1687 explosion of the Parthenon
Aldo Rossi, La Cittą Analoga, 1976.
Just two days (Thursday) before Diana's funeral service, I came across an article on the Triumphal Way in Ancient Rome. I found it in the first issue of Ritual, which I have owned since it came out in 1983. I was not mindful of the essay's existence, and I was happy to find it because of my current work regarding Piranesi' Campo Marzio which has the route of the Triumphal Way demarcated within it.
I read and finished the essay between late Thursday night and late Friday night. It addresses the notion of the elusive Triumphal Arch and the meaning of the passage of the Triumphator into the city, and then through the city. It also spoke of the monuments that were passed-by in the course of the procession, and how they were, over time, steadily incorporated into the ritual. It also spoke of how the crowds were an integral part of the procession and ritual--manifestation of the social mirror, the reflective lens of the "see and be seen" phenomena.
Mere hours after having finished the essay I was watching Princess Diana's funeral service. I turned on the television just as Earl Spencer, Prince William, Prince Harry, Prince Charles, and Prince Philip joined the procession at Buckingham Palace, taking their place behind Diana's coffin. As the procession made its way to Westminster Abbey, the television commentators called out the various monuments and landmarks: Victoria Fountain, Hyde Park, the Lutyen's Cenotaph at Whitehall. When I saw the coffin pass through the arch at xxx, however, I realized that I was indeed witnessing Diana's Triumphal Way.
big sign now gone
With all the recent discussion here regarding Venturi, signage, semiotics, etc., I thought it worthwhile mentioning that the Venturi, Rauch & Scott Brown big BASCO building sign (in Northeast Philadelphia) is now gone. The demolition (which is what I assume happened) occurred fairly recently.
The building was bought by BEST soon after BASCO "built" the sign in the early eighties. Since BEST went out of business in the early nineties, the building and its big alphabet sign have been derelict.
It is indeed sad to see such a perfect example of "theory into practice" architecture relegated to the virtual existence of photographs.
Perhaps one lesson to learn here is that whenever architectural design is so closely tied to commercialism and consumerism, then its fate as something fleeting is almost guaranteed.
With regard to architectural theory and lighting, I'm curious as to whether fire is considered natural illumination or artificial illumination.
When I went to architectural school in the late 1970s, natural lighting was the sunlight/daylight that came through windows, and electrical lighting was called artificial lighting. There was never any discussion as to the place of fire as illumination, even though for the greater part of architectural history fire was the only other means of illumination excepting light from the sun.
...the space station fits precisely within the realm of extremity architecture. No question the space station is essentially as extreme as architecure can be today.
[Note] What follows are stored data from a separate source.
//! Audiobook library: directory listing, tag parsing seam and the
//! per-directory metadata cache.
//!
//! # Modules
//!
//! - [`track`]: `FileEntry` rows and the `MediaKind` tag
//! - [`metadata`]: `TagParser` seam, `TrackTags`, chapter list
//! - [`cache`]: `.metacache` v1 codec keyed by (file name, size)
//! - [`title`]: file-name derived titles
//! - [`scanner`]: the directory scan pipeline

#![cfg_attr(not(test), no_std)]
#![deny(clippy::unwrap_used)]
#![deny(clippy::panic)]
#![deny(clippy::expect_used)]
#![allow(async_fn_in_trait)]

pub mod cache;
pub mod metadata;
pub mod scanner;
pub mod title;
pub mod track;

mod error;

pub use cache::{CacheEntry, MetaCache};
pub use error::CacheError;
pub use metadata::{TagParser, TrackTags};
pub use scanner::{Library, MAX_DIR_ENTRIES};
pub use track::{FileEntry, MediaKind};
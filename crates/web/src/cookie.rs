//! Session cookie jar.
//!
//! Holds at most [`MAX_COOKIES`] `(domain, name, value)` records. Attributes
//! other than `Domain` are ignored: cookies live until the jar is cleared
//! or they are evicted.

use heapless::{String, Vec};

/// Cookies kept.
pub const MAX_COOKIES: usize = 16;

/// Longest cookie value (session tokens can be long).
pub const MAX_COOKIE_VALUE: usize = 512;

/// Longest cookie name.
pub const MAX_COOKIE_NAME: usize = 64;

/// Longest cookie domain.
pub const MAX_COOKIE_DOMAIN: usize = 64;

/// One stored cookie.
#[derive(Debug, Clone, PartialEq, Eq)]
pub struct Cookie {
    /// Domain without a leading dot.
    pub domain: String<MAX_COOKIE_DOMAIN>,
    /// Name.
    pub name: String<MAX_COOKIE_NAME>,
    /// Value.
    pub value: String<MAX_COOKIE_VALUE>,
}

/// Bounded cookie jar.
#[derive(Debug, Clone, Default)]
pub struct CookieJar {
    entries: Vec<Cookie, MAX_COOKIES>,
}

fn copy<const N: usize>(src: &str) -> Option<String<N>> {
    let mut out = String::new();
    out.push_str(src).ok()?;
    Some(out)
}

/// `true` if `host` is `domain` or a subdomain of it.
pub fn domain_matches(host: &str, domain: &str) -> bool {
    if host.len() < domain.len() {
        return false;
    }
    let split = host.len().saturating_sub(domain.len());
    let (Some(head), Some(tail)) = (host.get(..split), host.get(split..)) else {
        return false;
    };
    tail.eq_ignore_ascii_case(domain) && (head.is_empty() || head.ends_with('.'))
}

impl CookieJar {
    /// Empty jar.
    pub const fn new() -> Self {
        Self { entries: Vec::new() }
    }

    /// Insert or update by `(domain, name)`. A full jar evicts its oldest
    /// entry. Over-long fields are dropped.
    pub fn set(&mut self, domain: &str, name: &str, value: &str) -> bool {
        let domain = domain.trim_start_matches('.');
        let Some(value) = copy::<MAX_COOKIE_VALUE>(value) else {
            tracing::warn!("web: cookie {} value too long, dropped", name);
            return false;
        };
        if let Some(existing) = self
            .entries
            .iter_mut()
            .find(|c| c.domain.eq_ignore_ascii_case(domain) && c.name == name)
        {
            existing.value = value;
            return true;
        }
        let (Some(domain), Some(name)) = (
            copy::<MAX_COOKIE_DOMAIN>(domain),
            copy::<MAX_COOKIE_NAME>(name),
        ) else {
            return false;
        };
        if self.entries.is_full() {
            self.entries.remove(0);
        }
        self.entries.push(Cookie { domain, name, value }).is_ok()
    }

    /// Store the cookie(s) from one `Set-Cookie` header value received
    /// from `host`.
    pub fn store_header(&mut self, host: &str, header: &str) {
        for part in split_set_cookie(header) {
            if let Some((domain, name, value)) = parse_set_cookie(part, host) {
                tracing::debug!("web: cookie {} for {}", name, domain);
                self.set(domain, name, value);
            }
        }
    }

    /// Cookies sent to `host`, in jar order.
    pub fn matching<'a>(&'a self, host: &'a str) -> impl Iterator<Item = &'a Cookie> + 'a {
        self.entries.iter().filter(move |c| domain_matches(host, &c.domain))
    }

    /// Value of cookie `name` for `host`.
    pub fn get<'a>(&'a self, host: &'a str, name: &str) -> Option<&'a str> {
        self.matching(host)
            .find(|c| c.name == name)
            .map(|c| c.value.as_str())
    }

    /// Number of stored cookies.
    pub fn len(&self) -> usize {
        self.entries.len()
    }

    /// `true` when empty.
    pub fn is_empty(&self) -> bool {
        self.entries.is_empty()
    }

    /// Forget everything.
    pub fn clear(&mut self) {
        self.entries.clear();
    }
}

fn is_token(s: &str) -> bool {
    !s.is_empty()
        && s.bytes()
            .all(|b| b.is_ascii_graphic() && !matches!(b, b';' | b',' | b'=' | b'"'))
}

/// `true` if `text` begins with `name=`.
fn starts_cookie(text: &str) -> bool {
    text.split_once('=')
        .is_some_and(|(name, _)| is_token(name.trim_start()))
}

/// Split a `Set-Cookie` value that several headers were folded into.
///
/// Splits on `", "` only where the remainder starts a new `name=value`, so
/// commas inside attributes like `Expires=Wed, 09 Jun 2021 ...` stay put.
pub fn split_set_cookie(header: &str) -> impl Iterator<Item = &str> {
    let mut rest = Some(header);
    core::iter::from_fn(move || {
        let text = rest?;
        let mut from = 0usize;
        while let Some(i) = text.get(from..).and_then(|t| t.find(", ")) {
            let at = from.saturating_add(i);
            let tail = text.get(at.saturating_add(2)..).unwrap_or("");
            let head_is_cookie_attr_value = tail.split(';').next().is_some_and(starts_cookie);
            if head_is_cookie_attr_value {
                rest = Some(tail);
                return text.get(..at);
            }
            from = at.saturating_add(2);
        }
        rest = None;
        Some(text)
    })
}

/// `(domain, name, value)` from one cookie string. The domain is the
/// `Domain` attribute if present, else `host`.
pub fn parse_set_cookie<'a>(text: &'a str, host: &'a str) -> Option<(&'a str, &'a str, &'a str)> {
    let mut parts = text.split(';');
    let (name, value) = parts.next()?.split_once('=')?;
    let name = name.trim();
    if !is_token(name) {
        return None;
    }
    let value = value.trim().trim_matches('"');
    let mut domain = host;
    for attr in parts {
        if let Some((k, v)) = attr.split_once('=') {
            if k.trim().eq_ignore_ascii_case("domain") {
                let d = v.trim().trim_start_matches('.');
                // Only the host itself or a parent domain may be named.
                if !d.is_empty() && domain_matches(host, d) {
                    domain = d;
                }
            }
        }
    }
    Some((domain, name, value))
}

#[cfg(test)]
mod tests {
    use super::*;

    #[test]
    fn test_update_keeps_length() {
        let mut jar = CookieJar::new();
        jar.set("a.com", "sid", "1");
        jar.set("a.com", "sid", "2");
        assert_eq!(jar.len(), 1);
        assert_eq!(jar.get("a.com", "sid"), Some("2"));
    }

    #[test]
    fn test_full_jar_evicts_oldest() {
        let mut jar = CookieJar::new();
        for i in 0..MAX_COOKIES {
            jar.set("a.com", &format!("c{i}"), "v");
        }
        jar.set("a.com", "late", "v");
        assert_eq!(jar.len(), MAX_COOKIES);
        assert_eq!(jar.get("a.com", "c0"), None);
        assert_eq!(jar.get("a.com", "late"), Some("v"));
    }

    #[test]
    fn test_long_value_kept_up_to_limit() {
        let mut jar = CookieJar::new();
        assert!(jar.set("a.com", "t", &"x".repeat(MAX_COOKIE_VALUE)));
        assert!(!jar.set("a.com", "u", &"x".repeat(MAX_COOKIE_VALUE + 1)));
    }

    #[test]
    fn test_domain_suffix_matching() {
        assert!(domain_matches("www.example.com", "example.com"));
        assert!(domain_matches("example.com", "example.com"));
        assert!(!domain_matches("badexample.com", "example.com"));
        assert!(!domain_matches("com", "example.com"));
    }

    #[test]
    fn test_split_respects_expires_comma() {
        let h = "a=1; Expires=Wed, 09 Jun 2021 10:18:14 GMT; Path=/, b=2; HttpOnly";
        let parts: std::vec::Vec<&str> = split_set_cookie(h).collect();
        assert_eq!(parts, ["a=1; Expires=Wed, 09 Jun 2021 10:18:14 GMT; Path=/", "b=2; HttpOnly"]);
    }

    #[test]
    fn test_split_keeps_comma_inside_value() {
        let parts: std::vec::Vec<&str> = split_set_cookie("list=x, y z").collect();
        assert_eq!(parts, ["list=x, y z"]);
    }

    #[test]
    fn test_domain_attribute() {
        assert_eq!(
            parse_set_cookie("sid=abc; Domain=.example.com; Path=/", "www.example.com"),
            Some(("example.com", "sid", "abc"))
        );
        // A foreign Domain attribute falls back to the host.
        assert_eq!(
            parse_set_cookie("sid=abc; Domain=evil.org", "www.example.com"),
            Some(("www.example.com", "sid", "abc"))
        );
    }

    #[test]
    fn test_store_header_and_match() {
        let mut jar = CookieJar::new();
        jar.store_header("login.site.io", "_session=abc; Domain=site.io, theme=dark");
        assert_eq!(jar.get("www.site.io", "_session"), Some("abc"));
        assert_eq!(jar.get("www.site.io", "theme"), None);
        assert_eq!(jar.matching("login.site.io").count(), 2);
    }
}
Re: city making and city breaking
It has not escaped my attention that Operation Desert Fox has spurred some discussion here within the design-list that very much resembles the notion of humanity presently working metabolically, i.e., equal doses of creation and destruction. With regard to what I last said here concerning the possible notion of an assimilating architecture, my further elaboration of there presently also being an imaginative operation with a metabolic nature now seems very timely. I thus wish to interject one example of metabolic architecture/urbanism.
Berlin: foremost metabolic city of the 20th century
No doubt the city of Berlin, Germany has undergone unequaled metamorphosis throughout the course of the 20th century.
Berlin reached one of this planet's highest levels of urban density within the first quarter of this century.
In the 1930s, Berlin became capital of the National Socialist's Third Reich, an unprecedented create/destroy political machine, extreme even in its assimilation, the Holocaust purge.
1945, the Battle of Berlin leaves the city all but totally destroyed.
During the Cold War, Berlin increasingly becomes a very real duality, a duality much like metabolism itself.
1989, the Berlin Wall opens, falls, and within a few years the city is again united.
Y2K, Berlin begins the 21st century as a completely new German capital.
The pattern of creation and destruction completely pervades the last 100 years of Berlin's history, but then again it is also the capital of one of the 20th century's foremost metabolic nations.
Berlin and Germany are not alone in their metabolism, however. One only has to look at Japan and its two A-bomb cities, the two Koreas, the once two Vietnams, and there is always Israel and Old Jerusalem.
No one has yet suggested the likelihood of two Iraq's and/or two Baghdads, but it wouldn't surprise me in the least if that place somehow became very metabolic as well.